Although not his birthplace — that was Kish, today’s Shahrisabz — most of Timur’s surviving architectural gems are to be seen in his capital of Samarkand, in what Timur would have called Transoxiana but which we know today as Uzbekistan. The most sumptuous of Timur’s surviving monuments is the Gur-i Amir (lit. The Great Prince), completed in 1404 CE as a mausoleum for one of his favourite grandsons who had been killed in battle but which also became the last resting place of Timur himself just a year after its completion.


Those parts of this once magnificent complex that have survived earthquakes, invasions and the ravages of time have been subject to rather rigorous restoration in recent years. Of interest to us here is the ceramic tile revetment that lavishly adorns the high dome, drum, exterior walls, entrance iwan and the sole survivor of the original quartet of minarets. Many of Timur’s architects and craftsmen were of Persian origin, captured during his bloody sweep westwards in the earlier part of his career, which explains the loud echoes of Persian aesthetics in his monuments. These influences, though, were married to local ornamental techniques, most notably the decorative brickwork that had been practised in Transoxiana for centuries. The earliest (and most dazzling) extant example of this decorative brickwork is the Tomb of the Samanids in Bukhara, completed in 943 CE.


And so on the Gur-i Amir and other Timurid buildings, glazed and unglazed ceramic tiles were used in combination to make complex geometric designs that look modern to us even after 500 years.

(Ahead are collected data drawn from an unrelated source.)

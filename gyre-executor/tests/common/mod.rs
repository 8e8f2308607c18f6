//! Common test utilities for integration tests.

#![allow(dead_code)]

use gyre_core::contract::{ParamSpec, ParamType, ParameterContract};
use gyre_core::error::GyreError;
use gyre_core::traits::{CancelFlag, ExecutionContext, Node, NodeFuture, NodeOutputs};
use gyre_core::value::Value;
use gyre_executor::prelude::*;
use serde_json::json;
use std::collections::HashMap;
use std::sync::Once;

static TRACING: Once = Once::new();

/// Install a test subscriber honoring `RUST_LOG`, once per process.
pub fn init_tracing() {
    TRACING.call_once(|| {
        let _ = tracing_subscriber::fmt()
            .with_env_filter(tracing_subscriber::EnvFilter::from_default_env())
            .with_test_writer()
            .try_init();
    });
}

/// Emits a fixed list of readings on the "values" output.
pub struct SourceNode {
    pub values: Vec<f64>,
}

impl SourceNode {
    pub fn new(values: Vec<f64>) -> Self {
        Self { values }
    }
}

impl Node for SourceNode {
    fn declare_parameters(&self) -> ParameterContract {
        ParameterContract::new()
    }

    fn run<'a>(&'a self, _ctx: ExecutionContext, _inputs: HashMap<String, Value>) -> NodeFuture<'a> {
        let values = self.values.clone();
        Box::pin(async move { Ok(NodeOutputs::empty().with_output("values", values)) })
    }
}

/// Multiplies readings by `factor` while `needs_adjustment` holds.
pub struct ScaleNode;

impl Node for ScaleNode {
    fn declare_parameters(&self) -> ParameterContract {
        ParameterContract::new()
            .with("values", ParamSpec::required(ParamType::Array))
            .with(
                "factor",
                ParamSpec::optional(ParamType::Number).with_default(0.9),
            )
            .with(
                "needs_adjustment",
                ParamSpec::optional(ParamType::Boolean).with_default(true),
            )
    }

    fn run<'a>(&'a self, _ctx: ExecutionContext, inputs: HashMap<String, Value>) -> NodeFuture<'a> {
        Box::pin(async move {
            let factor = inputs["factor"].as_f64().unwrap_or(1.0);
            let adjust = inputs["needs_adjustment"].as_bool().unwrap_or(true);

            let values: Vec<f64> = inputs["values"]
                .inner()
                .as_array()
                .map(|items| {
                    items
                        .iter()
                        .filter_map(|v| v.as_f64())
                        .map(|v| if adjust { v * factor } else { v })
                        .collect()
                })
                .unwrap_or_default();

            Ok(NodeOutputs::empty().with_output("values", values))
        })
    }
}

/// Computes the mean and flags readings that still exceed the threshold.
///
/// Keeps a `history` list of observed averages in its carried state and
/// verifies the state snapshot invariants on every invocation.
pub struct MeanEvalNode {
    pub threshold: f64,
}

impl MeanEvalNode {
    pub fn new(threshold: f64) -> Self {
        Self { threshold }
    }
}

impl Node for MeanEvalNode {
    fn declare_parameters(&self) -> ParameterContract {
        ParameterContract::new().with("values", ParamSpec::required(ParamType::Array))
    }

    fn run<'a>(&'a self, ctx: ExecutionContext, inputs: HashMap<String, Value>) -> NodeFuture<'a> {
        let threshold = self.threshold;
        Box::pin(async move {
            // Snapshot contract: always an object, even on iteration 0.
            if !ctx.state().is_object() {
                return Err(GyreError::NodeExecution {
                    node_id: ctx.node_id(),
                    run_id: ctx.run_id(),
                    cause: "state snapshot is not an object".to_string(),
                });
            }

            let mut history: Vec<serde_json::Value> = ctx
                .state()
                .get_field("history")
                .and_then(|h| h.inner().as_array().cloned())
                .unwrap_or_default();

            if history.len() != ctx.iteration() as usize {
                return Err(GyreError::NodeExecution {
                    node_id: ctx.node_id(),
                    run_id: ctx.run_id(),
                    cause: format!(
                        "history has {} entries at iteration {}",
                        history.len(),
                        ctx.iteration()
                    ),
                });
            }

            let values: Vec<f64> = inputs["values"]
                .inner()
                .as_array()
                .map(|items| items.iter().filter_map(|v| v.as_f64()).collect())
                .unwrap_or_default();
            let average = if values.is_empty() {
                0.0
            } else {
                values.iter().sum::<f64>() / values.len() as f64
            };

            history.push(json!(average));
            let mut state = Value::object();
            state.set_field("history", Value(json!(history)));

            Ok(NodeOutputs::empty()
                .with_output("values", values)
                .with_output("average", average)
                .with_output("needs_adjustment", average > threshold)
                .with_state(state))
        })
    }
}

/// Declares no parameters at all and reports how many values reached it.
pub struct CaptureNode;

impl Node for CaptureNode {
    fn declare_parameters(&self) -> ParameterContract {
        ParameterContract::new()
    }

    fn run<'a>(&'a self, _ctx: ExecutionContext, inputs: HashMap<String, Value>) -> NodeFuture<'a> {
        Box::pin(async move {
            Ok(NodeOutputs::empty().with_output("received", inputs.len() as i64))
        })
    }
}

/// Self-loop node that counts iterations through its carried state.
pub struct CounterNode;

impl Node for CounterNode {
    fn declare_parameters(&self) -> ParameterContract {
        ParameterContract::new().with(
            "count",
            ParamSpec::optional(ParamType::Number).with_default(0),
        )
    }

    fn run<'a>(&'a self, ctx: ExecutionContext, inputs: HashMap<String, Value>) -> NodeFuture<'a> {
        Box::pin(async move {
            if ctx.state().is_null() {
                return Err(GyreError::NodeExecution {
                    node_id: ctx.node_id(),
                    run_id: ctx.run_id(),
                    cause: "state snapshot is null".to_string(),
                });
            }

            let seen = ctx
                .state()
                .get_field("ticks")
                .and_then(|t| t.inner().as_array().map(Vec::len))
                .unwrap_or(0);
            if seen != ctx.iteration() as usize {
                return Err(GyreError::NodeExecution {
                    node_id: ctx.node_id(),
                    run_id: ctx.run_id(),
                    cause: format!("{} ticks at iteration {}", seen, ctx.iteration()),
                });
            }

            let mut ticks: Vec<serde_json::Value> = ctx
                .state()
                .get_field("ticks")
                .and_then(|t| t.inner().as_array().cloned())
                .unwrap_or_default();
            ticks.push(json!(ctx.iteration()));

            let mut state = Value::object();
            state.set_field("ticks", Value(json!(ticks)));

            let count = inputs["count"].as_f64().unwrap_or(0.0);
            Ok(NodeOutputs::empty()
                .with_output("count", count + 1.0)
                .with_output("ticks_before", seen as i64)
                .with_state(state))
        })
    }
}

/// Sleeps a fixed interval each invocation; used for timeout tests.
pub struct SleepNode {
    pub ms: u64,
}

impl Node for SleepNode {
    fn declare_parameters(&self) -> ParameterContract {
        ParameterContract::new().with(
            "tick",
            ParamSpec::optional(ParamType::Number).with_default(0),
        )
    }

    fn run<'a>(&'a self, _ctx: ExecutionContext, inputs: HashMap<String, Value>) -> NodeFuture<'a> {
        let ms = self.ms;
        Box::pin(async move {
            tokio::time::sleep(std::time::Duration::from_millis(ms)).await;
            let tick = inputs["tick"].as_f64().unwrap_or(0.0);
            Ok(NodeOutputs::empty().with_output("tick", tick + 1.0))
        })
    }
}

/// Trips a cancellation flag once a target iteration is reached.
pub struct CancelAtNode {
    pub flag: CancelFlag,
    pub at_iteration: u32,
}

impl Node for CancelAtNode {
    fn declare_parameters(&self) -> ParameterContract {
        ParameterContract::new().with(
            "value",
            ParamSpec::optional(ParamType::Number).with_default(0),
        )
    }

    fn run<'a>(&'a self, ctx: ExecutionContext, inputs: HashMap<String, Value>) -> NodeFuture<'a> {
        let flag = self.flag.clone();
        let at_iteration = self.at_iteration;
        Box::pin(async move {
            if ctx.iteration() >= at_iteration {
                flag.cancel();
            }
            let value = inputs["value"].as_f64().unwrap_or(0.0);
            Ok(NodeOutputs::empty().with_output("value", value + 1.0))
        })
    }
}

/// Build the canonical refinement workflow: a source feeding an
/// adjuster/evaluator feedback pair.
pub fn refinement_workflow(
    readings: Vec<f64>,
    factor: f64,
    convergence: &str,
    max_iterations: u32,
) -> Workflow {
    let mut config = Value::object();
    config.set_field("factor", Value::float(factor));

    WorkflowBuilder::new("threshold_refinement")
        .node("source", SourceNode::new(readings), Value::null())
        .node("adjuster", ScaleNode, config)
        .node("evaluator", MeanEvalNode::new(100.0), Value::null())
        .connect(Connection::new("source.values", "adjuster.values"))
        .connect(
            Connection::new("adjuster.values", "evaluator.values")
                .as_cycle("refine")
                .with_max_iterations(max_iterations),
        )
        .connect(
            Connection::new("evaluator.values", "adjuster.values")
                .as_cycle("refine")
                .with_max_iterations(max_iterations)
                .with_convergence(convergence)
                .with_mapping("needs_adjustment", "needs_adjustment"),
        )
        .build()
        .expect("refinement workflow should build")
}
//! Validation error types.

/// A validation error.
#[derive(Debug, Clone)]
pub struct ValidationError {
    /// The type of error.
    pub kind: ValidationErrorKind,
    /// The location in the workflow (e.g., "nodes.adjuster").
    pub location: String,
    /// Human-readable error message.
    pub message: String,
}

/// Types of validation errors.
#[derive(Debug, Clone, Copy, PartialEq, Eq)]
pub enum ValidationErrorKind {
    /// Missing required field.
    MissingField,
    /// Invalid value for a field.
    InvalidValue,
    /// Duplicate identifier.
    DuplicateId,
    /// Reference to non-existent node.
    InvalidReference,
    /// Cycle-marked connection without a safety limit.
    UnboundedCycle,
    /// Both a convergence expression and a callback configured.
    AmbiguousConvergence,
    /// Malformed convergence expression.
    InvalidExpression,
    /// Validation limit exceeded (size, depth, count).
    LimitExceeded,
}

impl std::fmt::Display for ValidationError {
    fn fmt(&self, f: &mut std::fmt::Formatter<'_>) -> std::fmt::Result {
        write!(f, "[{}] {}: {}", self.kind, self.location, self.message)
    }
}

impl std::fmt::Display for ValidationErrorKind {
    fn fmt(&self, f: &mut std::fmt::Formatter<'_>) -> std::fmt::Result {
        let s = match self {
            Self::MissingField => "MISSING_FIELD",
            Self::InvalidValue => "INVALID_VALUE",
            Self::DuplicateId => "DUPLICATE_ID",
            Self::InvalidReference => "INVALID_REFERENCE",
            Self::UnboundedCycle => "UNBOUNDED_CYCLE",
            Self::AmbiguousConvergence => "AMBIGUOUS_CONVERGENCE",
            Self::InvalidExpression => "INVALID_EXPRESSION",
            Self::LimitExceeded => "LIMIT_EXCEEDED",
        };
        write!(f, "{}", s)
    }
}

impl ValidationError {
    /// Create a new validation error.
    pub fn new(
        kind: ValidationErrorKind,
        location: impl Into<String>,
        message: impl Into<String>,
    ) -> Self {
        Self {
            kind,
            location: location.into(),
            message: message.into(),
        }
    }

    /// Create a missing field error.
    pub fn missing_field(location: impl Into<String>, field: &str) -> Self {
        Self::new(
            ValidationErrorKind::MissingField,
            location,
            format!("missing required field '{}'", field),
        )
    }

    /// Create an invalid value error.
    pub fn invalid_value(location: impl Into<String>, message: impl Into<String>) -> Self {
        Self::new(ValidationErrorKind::InvalidValue, location, message)
    }

    /// Create a duplicate ID error.
    pub fn duplicate_id(location: impl Into<String>, id: &str) -> Self {
        Self::new(
            ValidationErrorKind::DuplicateId,
            location,
            format!("duplicate identifier '{}'", id),
        )
    }

    /// Create an invalid reference error.
    pub fn invalid_reference(location: impl Into<String>, reference: &str) -> Self {
        Self::new(
            ValidationErrorKind::InvalidReference,
            location,
            format!("reference to non-existent node '{}'", reference),
        )
    }
}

But in case Uzbekistan is not on your travel itinerary for the near future, you can see six fine examples of tilework in this style in the south cloister of the Sultan Qaboos Grand Mosque in Muscat.


When Soviet archaeologists had the effrontery to open Timur’s tomb in the Gur-i Amir in Samarkand on June 19, 1941, they are reported to have found inscribed on his ebony coffin the words “Whoever opens my tomb shall unleash an invader more terrible than I”. Inside the casket, they found that Timur-the-Lame’s skeleton was missing two fingers from its right hand and had severe damage to the right hip, consistent with a blow from a sword or an axe, that would seriously have compromised his mobility.


Two days after Timur’s exhumation, Operation Barberossa was launched, the spearhead of Adolf Hitler’s invasion of the USSR. While Moscow, Leningrad and Stalingrad were in turn subjected to the most ferocious assaults by the Luftwaffe and the Wehrmacht, the Russian archaeologists in Samarkand remained focused on their work, using Timur’s skull as the basis for a forensic reconstruction of how his face would have looked at the time of his death. Only when his remains were resealed in his vault was ‘Tamerlane’s Curse’ lifted from the land. Almost immediately after his reinterment, the German Sixth Army surrendered at Stalingrad.